Lors de sa réunion annuelle à Malaga (Espagne), du 4 au 9 novembre, la commission générale des pêches pour la Méditerranée (CGPM) a échoué à étendre la protection des écosystèmes profonds contre le chalutage de fond.
Un recul dénoncé lundi 10 novembre par les ONG Oceana et MedReAct, qui rappellent que l’Union européenne avait pourtant soutenu, lors de la réunion de la CGPM, le lancement d’études pilotes visant à évaluer les effets d’un élargissement de l’interdiction du chalutage en grande profondeur.

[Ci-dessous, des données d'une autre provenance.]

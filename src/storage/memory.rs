//! In-process transactional store.
//!
//! Transactions are serialized on a single async lock: `begin` acquires it,
//! copies the committed tables into a staging area, and commit publishes the
//! staging area back. Dropping a transaction discards its staged writes.
//! Constraints are checked on every write the way a relational backend
//! would, and reported with the same constraint names.

use std::collections::HashMap;
use std::future::Future;
use std::sync::atomic::{AtomicBool, Ordering};
use std::sync::Arc;
use std::time::Duration;

use tokio::sync::{Mutex, OwnedMutexGuard};
use uuid::Uuid;

use crate::quoting::types::{Agent, Quote};
use crate::storage::{Database, DbError, QuoteStore};

#[derive(Debug, Clone, Default)]
struct Tables {
    agents: HashMap<String, Agent>,
    quotes: HashMap<Uuid, Quote>,
}

/// Shared in-memory database.
#[derive(Debug)]
pub struct MemoryDatabase {
    tables: Arc<Mutex<Tables>>,
    online: AtomicBool,
}

impl Default for MemoryDatabase {
    fn default() -> Self {
        Self::new()
    }
}

impl MemoryDatabase {
    pub fn new() -> Self {
        Self {
            tables: Arc::new(Mutex::new(Tables::default())),
            online: AtomicBool::new(true),
        }
    }

    /// Simulate the backend going away (or coming back).
    pub fn set_online(&self, online: bool) {
        self.online.store(online, Ordering::SeqCst);
        tracing::info!(online, "Memory database availability changed");
    }

    pub fn is_online(&self) -> bool {
        self.online.load(Ordering::SeqCst)
    }

    /// Committed state of a quote, read outside any transaction.
    pub async fn committed_quote(&self, id: Uuid) -> Option<Quote> {
        self.tables.lock().await.quotes.get(&id).cloned()
    }

    pub async fn quote_count(&self) -> usize {
        self.tables.lock().await.quotes.len()
    }
}

impl Database for MemoryDatabase {
    type Tx = MemoryTransaction;

    fn begin(&self, max_wait: Duration) -> impl Future<Output = Result<MemoryTransaction, DbError>> + Send {
        let tables = Arc::clone(&self.tables);
        let online = self.is_online();
        async move {
            if !online {
                return Err(DbError::ConnectionInit("memory database is offline".into()));
            }
            let guard = tokio::time::timeout(max_wait, tables.lock_owned())
                .await
                .map_err(|_| DbError::Timeout(max_wait))?;
            let staged = (*guard).clone();
            Ok(MemoryTransaction {
                guard,
                staged,
                dirty: false,
            })
        }
    }

    fn commit(&self, tx: MemoryTransaction) -> impl Future<Output = Result<(), DbError>> + Send {
        async move {
            tx.publish();
            Ok(())
        }
    }
}

/// Open transaction on a [`MemoryDatabase`]. Holds the database lock.
pub struct MemoryTransaction {
    guard: OwnedMutexGuard<Tables>,
    staged: Tables,
    dirty: bool,
}

impl MemoryTransaction {
    fn publish(self) {
        let MemoryTransaction {
            mut guard,
            staged,
            dirty,
        } = self;
        if dirty {
            *guard = staged;
        }
    }

    fn check_quote_row(&self, quote: &Quote) -> Result<(), DbError> {
        require("reference", &quote.reference)?;
        require("agent_id", &quote.agent_id)?;
        require("title", &quote.title)?;
        require("client_email", &quote.client_email)?;

        if !self.staged.agents.contains_key(&quote.agent_id) {
            return Err(DbError::ForeignKeyViolation {
                constraint: "quotes_agent_id_fkey",
            });
        }

        let reference_taken = self
            .staged
            .quotes
            .values()
            .any(|other| other.id != quote.id && other.reference == quote.reference);
        if reference_taken {
            return Err(DbError::UniqueViolation {
                constraint: "quotes_reference_key",
            });
        }
        Ok(())
    }
}

fn require(column: &'static str, value: &str) -> Result<(), DbError> {
    if value.trim().is_empty() {
        return Err(DbError::NotNullViolation { column });
    }
    Ok(())
}

impl QuoteStore for MemoryTransaction {
    fn find_agent(&self, id: &str) -> Result<Option<Agent>, DbError> {
        Ok(self.staged.agents.get(id).cloned())
    }

    fn insert_agent(&mut self, agent: Agent) -> Result<(), DbError> {
        require("id", &agent.id)?;
        require("name", &agent.name)?;
        if self.staged.agents.contains_key(&agent.id) {
            return Err(DbError::UniqueViolation {
                constraint: "agents_pkey",
            });
        }
        self.staged.agents.insert(agent.id.clone(), agent);
        self.dirty = true;
        Ok(())
    }

    fn find_quote(&self, id: Uuid) -> Result<Option<Quote>, DbError> {
        Ok(self.staged.quotes.get(&id).cloned())
    }

    fn insert_quote(&mut self, quote: Quote) -> Result<(), DbError> {
        if self.staged.quotes.contains_key(&quote.id) {
            return Err(DbError::UniqueViolation {
                constraint: "quotes_pkey",
            });
        }
        self.check_quote_row(&quote)?;
        self.staged.quotes.insert(quote.id, quote);
        self.dirty = true;
        Ok(())
    }

    fn update_quote(&mut self, quote: Quote) -> Result<(), DbError> {
        if !self.staged.quotes.contains_key(&quote.id) {
            return Err(DbError::Other(format!("record to update not found: quote {}", quote.id)));
        }
        self.check_quote_row(&quote)?;
        self.staged.quotes.insert(quote.id, quote);
        self.dirty = true;
        Ok(())
    }

    fn delete_quote(&mut self, id: Uuid) -> Result<bool, DbError> {
        let removed = self.staged.quotes.remove(&id).is_some();
        self.dirty |= removed;
        Ok(removed)
    }
}

#[cfg(test)]
mod tests {
    use super::*;
    use crate::quoting::types::NewQuote;
    use chrono::Utc;

    const WAIT: Duration = Duration::from_secs(1);

    fn agent(id: &str) -> Agent {
        Agent {
            id: id.into(),
            name: format!("Agent {}", id),
        }
    }

    fn quote(agent_id: &str, reference: &str) -> Quote {
        NewQuote {
            agent_id: agent_id.into(),
            title: "Tokyo in spring".into(),
            client_email: "client@example.com".into(),
            total_cents: 350_000,
            currency: "JPY".into(),
            notes: None,
            reference: Some(reference.into()),
        }
        .into_quote(Utc::now())
    }

    #[tokio::test]
    async fn test_commit_publishes_writes() {
        let db = MemoryDatabase::new();
        let mut tx = db.begin(WAIT).await.unwrap();
        tx.insert_agent(agent("a1")).unwrap();
        let q = quote("a1", "Q-1");
        tx.insert_quote(q.clone()).unwrap();
        db.commit(tx).await.unwrap();

        assert_eq!(db.committed_quote(q.id).await, Some(q));
    }

    #[tokio::test]
    async fn test_drop_discards_writes() {
        let db = MemoryDatabase::new();
        {
            let mut tx = db.begin(WAIT).await.unwrap();
            tx.insert_agent(agent("a1")).unwrap();
            tx.insert_quote(quote("a1", "Q-1")).unwrap();
        }
        assert_eq!(db.quote_count().await, 0);
    }

    #[tokio::test]
    async fn test_constraints() {
        let db = MemoryDatabase::new();
        let mut tx = db.begin(WAIT).await.unwrap();
        tx.insert_agent(agent("a1")).unwrap();

        assert_eq!(
            tx.insert_agent(agent("a1")),
            Err(DbError::UniqueViolation { constraint: "agents_pkey" })
        );
        assert_eq!(
            tx.insert_quote(quote("ghost", "Q-1")),
            Err(DbError::ForeignKeyViolation {
                constraint: "quotes_agent_id_fkey"
            })
        );

        tx.insert_quote(quote("a1", "Q-1")).unwrap();
        assert_eq!(
            tx.insert_quote(quote("a1", "Q-1")),
            Err(DbError::UniqueViolation {
                constraint: "quotes_reference_key"
            })
        );

        let mut blank = quote("a1", "Q-2");
        blank.client_email = "  ".into();
        assert_eq!(
            tx.insert_quote(blank),
            Err(DbError::NotNullViolation { column: "client_email" })
        );
    }

    #[tokio::test]
    async fn test_offline_begin_fails() {
        let db = MemoryDatabase::new();
        db.set_online(false);
        assert!(matches!(db.begin(WAIT).await, Err(DbError::ConnectionInit(_))));
        db.set_online(true);
        assert!(db.begin(WAIT).await.is_ok());
    }

    #[tokio::test(start_paused = true)]
    async fn test_begin_waits_for_open_transaction() {
        let db = MemoryDatabase::new();
        let _held = db.begin(WAIT).await.unwrap();
        let result = db.begin(Duration::from_millis(50)).await;
        assert_eq!(result.err(), Some(DbError::Timeout(Duration::from_millis(50))));
    }
}
//! Exponential backoff with jitter.

use std::time::Duration;

use rand::Rng;
use thiserror::Error;

/// Upper bound of the random jitter, as a fraction of the capped delay.
pub const JITTER_RATIO: f64 = 0.2;

/// Attempt budget and delay curve for a retried operation.
#[derive(Debug, Clone, PartialEq)]
pub struct RetryPolicy {
    /// Total attempts allowed, including the first one.
    pub max_retries: u32,
    /// Delay before the first retry.
    pub initial_delay: Duration,
    /// Cap applied before jitter.
    pub max_delay: Duration,
    /// Growth factor per attempt.
    pub factor: f64,
}

/// Invalid retry policy.
#[derive(Debug, Clone, Error, PartialEq)]
pub enum PolicyError {
    #[error("max_retries must be at least 1")]
    NoAttempts,

    #[error("initial delay {initial:?} exceeds max delay {max:?}")]
    DelayOrder { initial: Duration, max: Duration },

    #[error("backoff factor must be greater than 1, got {0}")]
    Factor(f64),
}

impl Default for RetryPolicy {
    fn default() -> Self {
        Self {
            max_retries: 3,
            initial_delay: Duration::from_millis(1000),
            max_delay: Duration::from_millis(10_000),
            factor: 2.0,
        }
    }
}

impl RetryPolicy {
    pub fn new(max_retries: u32, initial_delay: Duration, max_delay: Duration, factor: f64) -> Self {
        Self {
            max_retries,
            initial_delay,
            max_delay,
            factor,
        }
    }

    /// Check the policy invariants.
    pub fn validate(&self) -> Result<(), PolicyError> {
        if self.max_retries == 0 {
            return Err(PolicyError::NoAttempts);
        }
        if self.initial_delay > self.max_delay {
            return Err(PolicyError::DelayOrder {
                initial: self.initial_delay,
                max: self.max_delay,
            });
        }
        if self.factor.is_nan() || self.factor <= 1.0 {
            return Err(PolicyError::Factor(self.factor));
        }
        Ok(())
    }

    /// Un-jittered delay before the retry following zero-based `attempt_index`.
    ///
    /// `min(initial_delay * factor^attempt_index, max_delay)`
    pub fn base_delay(&self, attempt_index: u32) -> Duration {
        let exponent = i32::try_from(attempt_index).unwrap_or(i32::MAX);
        let scaled = self.initial_delay.as_secs_f64() * self.factor.powi(exponent);
        let capped = scaled.min(self.max_delay.as_secs_f64());
        Duration::try_from_secs_f64(capped).unwrap_or(self.max_delay)
    }

    /// Capped delay plus uniform jitter in `[0, JITTER_RATIO * delay]`.
    pub fn delay_with_jitter<R: Rng + ?Sized>(&self, attempt_index: u32, rng: &mut R) -> Duration {
        let base = self.base_delay(attempt_index);
        let jitter = base.mul_f64(rng.gen_range(0.0..=JITTER_RATIO));
        base + jitter
    }

    /// Jittered delay using the thread-local RNG.
    pub fn delay(&self, attempt_index: u32) -> Duration {
        self.delay_with_jitter(attempt_index, &mut rand::thread_rng())
    }
}
//! Quote lifecycle.
//!
//! # Data Flow
//! ```text
//! HTTP handler / CLI
//!     → guard.rs (ownership, transition, version checks in one transaction)
//!     → state.rs (status transition table)
//!     → storage (atomic executor + QuoteStore)
//! ```
//!
//! # Design Decisions
//! - `QuoteGuard` is the only path that mutates a quote
//! - Versions increase by exactly one per successful mutation
//! - Conflicts surface to the caller; re-reading and retrying is their call

pub mod guard;
pub mod state;
pub mod types;

pub use guard::QuoteGuard;
pub use types::{Agent, NewQuote, Operation, Quote, QuotePatch, QuoteStatus};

Selon ces ONG, l’inaction de la CGPM contredit les engagements internationaux visant à désigner de nouvelles zones de pêche réglementée afin de protéger les populations de poissons et les habitats sensibles, tout en limitant les impacts des méthodes de pêche destructrices.
L’extension de la protection des grands fonds permettrait de reconstituer les stocks surexploités, de préserver les écosystèmes marins vulnérables et de renforcer la résilience climatique de la Méditerranée, affirment-elles.
Helena Álvarez, scientifique marine principale chez Oceana, exhorte l’Union européenne à promouvoir l’extension de l’interdiction du chalutage en eaux profondes en Méditerranée jusqu’à au moins 800 mètres de profondeur d’ici 2026.